There are certain people in my life that I always wished I could help. People who seem to always get themselves into trouble. People who always seem to make the same mistakes over and over again. And I think for a long time I have asked myself this very question, “How can I really help people?”

The truth is, there are times I just don’t have what it takes. I can learn everything in the world, every therapeutic technique known to man-but I can’t give anyone the will to help themselves. I can’t change the fact that at the end of the day I still can’t mess with another person’s free will, and even if I could, why would I want to?

I want them to live, to thrive. I want them to care about themselves. I see the gifts and the potential.
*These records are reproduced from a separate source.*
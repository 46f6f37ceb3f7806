//! Natural-language insights over aggregated performance
//!
//! Each insight gathers numbers from the store, builds a prompt and hands
//! it to a [`TextGeneration`] backend. When the window has no data a fixed
//! explanation is returned and no generation call is made.

use chrono::NaiveDate;
use serde::Serialize;
use thiserror::Error;
use tracing::debug;

use crate::anomaly::{find_recent_anomalies, Anomaly, DEFAULT_THRESHOLD_STD};
use crate::format::money;
use crate::llm::{GenerationError, TextGeneration};
use adpulse_common::db::aggregates::{daily_timeseries, platform_summaries};
use adpulse_common::db::{DailyTimeseriesPoint, MetricsFilter, PlatformSummary};
use adpulse_common::StorageManager;

pub const MAX_TOKENS: u32 = 400;

pub const NO_TIMESERIES_MESSAGE: &str =
    "No time series data was available for this platform in the selected window.";
pub const NO_PLATFORM_DATA_MESSAGE: &str = "No platform data found for the requested window.";

#[derive(Debug, Error)]
pub enum InsightError {
    #[error(transparent)]
    Storage(#[from] adpulse_common::Error),

    #[error(transparent)]
    Generation(#[from] GenerationError),

    #[error("Text generation is not configured; set OPENAI_API_KEY or ADPULSE_LLM_PROVIDER=ollama")]
    NotConfigured,
}

fn mean(values: &[f64]) -> f64 {
    if values.is_empty() {
        0.0
    } else {
        values.iter().sum::<f64>() / values.len() as f64
    }
}

fn round_to(value: f64, places: i32) -> f64 {
    let factor = 10f64.powi(places);
    (value * factor).round() / factor
}

/// Earlier and later halves of a series
///
/// The earlier half holds the first `max(1, n / 2)` values. A single-value
/// series is compared against itself.
pub fn split_period(values: &[f64]) -> (Vec<f64>, Vec<f64>) {
    if values.is_empty() {
        return (Vec::new(), Vec::new());
    }
    let half = (values.len() / 2).max(1);
    let previous = values[..half].to_vec();
    let recent = if half < values.len() {
        values[half..].to_vec()
    } else {
        previous.clone()
    };
    (previous, recent)
}

/// Average ROAS before and after the midpoint of a window
#[derive(Debug, Clone, Serialize)]
pub struct RoasTrend {
    pub platform: String,
    pub start_date: NaiveDate,
    pub end_date: NaiveDate,
    pub avg_roas_previous: f64,
    pub avg_roas_recent: f64,
    pub percentage_change: f64,
    pub anomalies: Vec<Anomaly>,
}

fn daily_roas(point: &DailyTimeseriesPoint) -> f64 {
    if point.spend == 0.0 {
        0.0
    } else {
        point.revenue / point.spend
    }
}

impl RoasTrend {
    pub fn from_points(
        platform: &str,
        start_date: NaiveDate,
        end_date: NaiveDate,
        points: &[DailyTimeseriesPoint],
    ) -> Self {
        let dates: Vec<String> = points.iter().map(|p| p.date.to_string()).collect();
        let roas: Vec<f64> = points.iter().map(daily_roas).collect();

        let (previous, recent) = split_period(&roas);
        let avg_previous = mean(&previous);
        let avg_recent = mean(&recent);
        let pct_change = if avg_previous == 0.0 {
            0.0
        } else {
            (avg_recent - avg_previous) / avg_previous * 100.0
        };

        Self {
            platform: platform.to_string(),
            start_date,
            end_date,
            avg_roas_previous: round_to(avg_previous, 4),
            avg_roas_recent: round_to(avg_recent, 4),
            percentage_change: round_to(pct_change, 2),
            anomalies: find_recent_anomalies(&dates, &roas, DEFAULT_THRESHOLD_STD),
        }
    }
}

pub fn roas_drop_prompt(trend: &RoasTrend, points: &[DailyTimeseriesPoint]) -> String {
    let summary_json = serde_json::to_string_pretty(trend).unwrap_or_default();

    let mut table = String::from("Date | Spend | Revenue | ROAS");
    for point in points {
        table.push_str(&format!(
            "\n{} | {} | {} | {:.2}x",
            point.date,
            money(point.spend),
            money(point.revenue),
            daily_roas(point)
        ));
    }

    format!(
        "You are an expert performance marketing analyst.\n\
         Here is ROAS data for platform {platform}.\n\n\
         Summary JSON:\n{summary_json}\n\n\
         Daily data (date | spend | revenue | roas):\n{table}\n\n\
         Explain in plain language why ROAS might have dropped recently.\n\
         Provide 3-5 possible reasons and 3 concrete optimization suggestions.\n\
         Keep it concise and actionable.",
        platform = trend.platform,
    )
}

/// Explain a ROAS decline for one platform over `[start_date, end_date]`
pub async fn roas_drop_explanation(
    storage: &StorageManager,
    generator: Option<&dyn TextGeneration>,
    platform: &str,
    start_date: NaiveDate,
    end_date: NaiveDate,
) -> Result<String, InsightError> {
    let filter = MetricsFilter::date_range(Some(start_date), Some(end_date)).with_platform(platform);
    let points = daily_timeseries(storage.pool(), &filter).await?;
    if points.is_empty() {
        return Ok(NO_TIMESERIES_MESSAGE.to_string());
    }

    let generator = generator.ok_or(InsightError::NotConfigured)?;
    let trend = RoasTrend::from_points(platform, start_date, end_date, &points);
    debug!(
        platform,
        days = points.len(),
        change = trend.percentage_change,
        "Built ROAS trend"
    );

    Ok(generator.generate(&roas_drop_prompt(&trend, &points), MAX_TOKENS).await?)
}

#[derive(Debug, Clone, Serialize)]
pub struct AggregateTotals {
    pub spend: f64,
    pub revenue: f64,
    pub conversions: i64,
    pub roas: f64,
}

#[derive(Debug, Clone, Serialize)]
pub struct AccountSnapshot {
    pub start_date: NaiveDate,
    pub end_date: NaiveDate,
    pub platforms: Vec<PlatformSummary>,
    pub aggregate: AggregateTotals,
}

impl AccountSnapshot {
    pub fn new(start_date: NaiveDate, end_date: NaiveDate, platforms: Vec<PlatformSummary>) -> Self {
        let spend: f64 = platforms.iter().map(|p| p.total_spend).sum();
        let revenue: f64 = platforms.iter().map(|p| p.total_revenue).sum();
        let conversions: i64 = platforms.iter().map(|p| p.total_conversions).sum();
        let roas = if spend == 0.0 { 0.0 } else { revenue / spend };

        Self {
            start_date,
            end_date,
            platforms,
            aggregate: AggregateTotals {
                spend,
                revenue,
                conversions,
                roas,
            },
        }
    }
}

pub fn account_health_prompt(snapshot: &AccountSnapshot) -> String {
    let data_json = serde_json::to_string_pretty(snapshot).unwrap_or_default();

    format!(
        "You are an elite paid media strategist.\n\
         Assess the following cross-platform performance data between {start} and {end}.\n\n\
         Data JSON:\n{data_json}\n\n\
         Provide:\n\
         1. A concise overall health summary (1 paragraph).\n\
         2. Which platforms to scale up/down and why.\n\
         3. 3 actionable recommendations for budget shifts or campaign testing.\n\
         Keep language concise for an executive audience.",
        start = snapshot.start_date,
        end = snapshot.end_date,
    )
}

/// Cross-platform health assessment over `[start_date, end_date]`
pub async fn account_health_summary(
    storage: &StorageManager,
    generator: Option<&dyn TextGeneration>,
    start_date: NaiveDate,
    end_date: NaiveDate,
) -> Result<String, InsightError> {
    let filter = MetricsFilter::date_range(Some(start_date), Some(end_date));
    let platforms = platform_summaries(storage.pool(), &filter).await?;
    if platforms.is_empty() {
        return Ok(NO_PLATFORM_DATA_MESSAGE.to_string());
    }

    let generator = generator.ok_or(InsightError::NotConfigured)?;
    let snapshot = AccountSnapshot::new(start_date, end_date, platforms);

    Ok(generator.generate(&account_health_prompt(&snapshot), MAX_TOKENS).await?)
}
I want that. But that doesn’t mean jack squat because it’s not my life, therefore it is not my decision.

And I think there are a lot of people out there who want to put out the fires of their loved ones instead of watching their lives burn to the ground, only to see another fire spring up somewhere else. And that turns into a bit of a paradox because the very act of rescuing someone from their own consequences prevents them from having the opportunity to rise out of the ashes of their own accord.

But that doesn’t really help the people who love them, does it? People who hurt seeing the ones they love falling apart with nothing to do but raise their hands to the sky and hope for a miracle.

I remember a time in my life when I wasn’t making the wisest decisions. And I’m sure there were probably people out there who felt the same about me, who wanted to help me but didn’t know how. Back then, I don’t think there was anyone or anything that could have helped me as much as my suffering did. But I will never forget the few people who still had faith in me and I will carry my gratitude for them for the rest of my life.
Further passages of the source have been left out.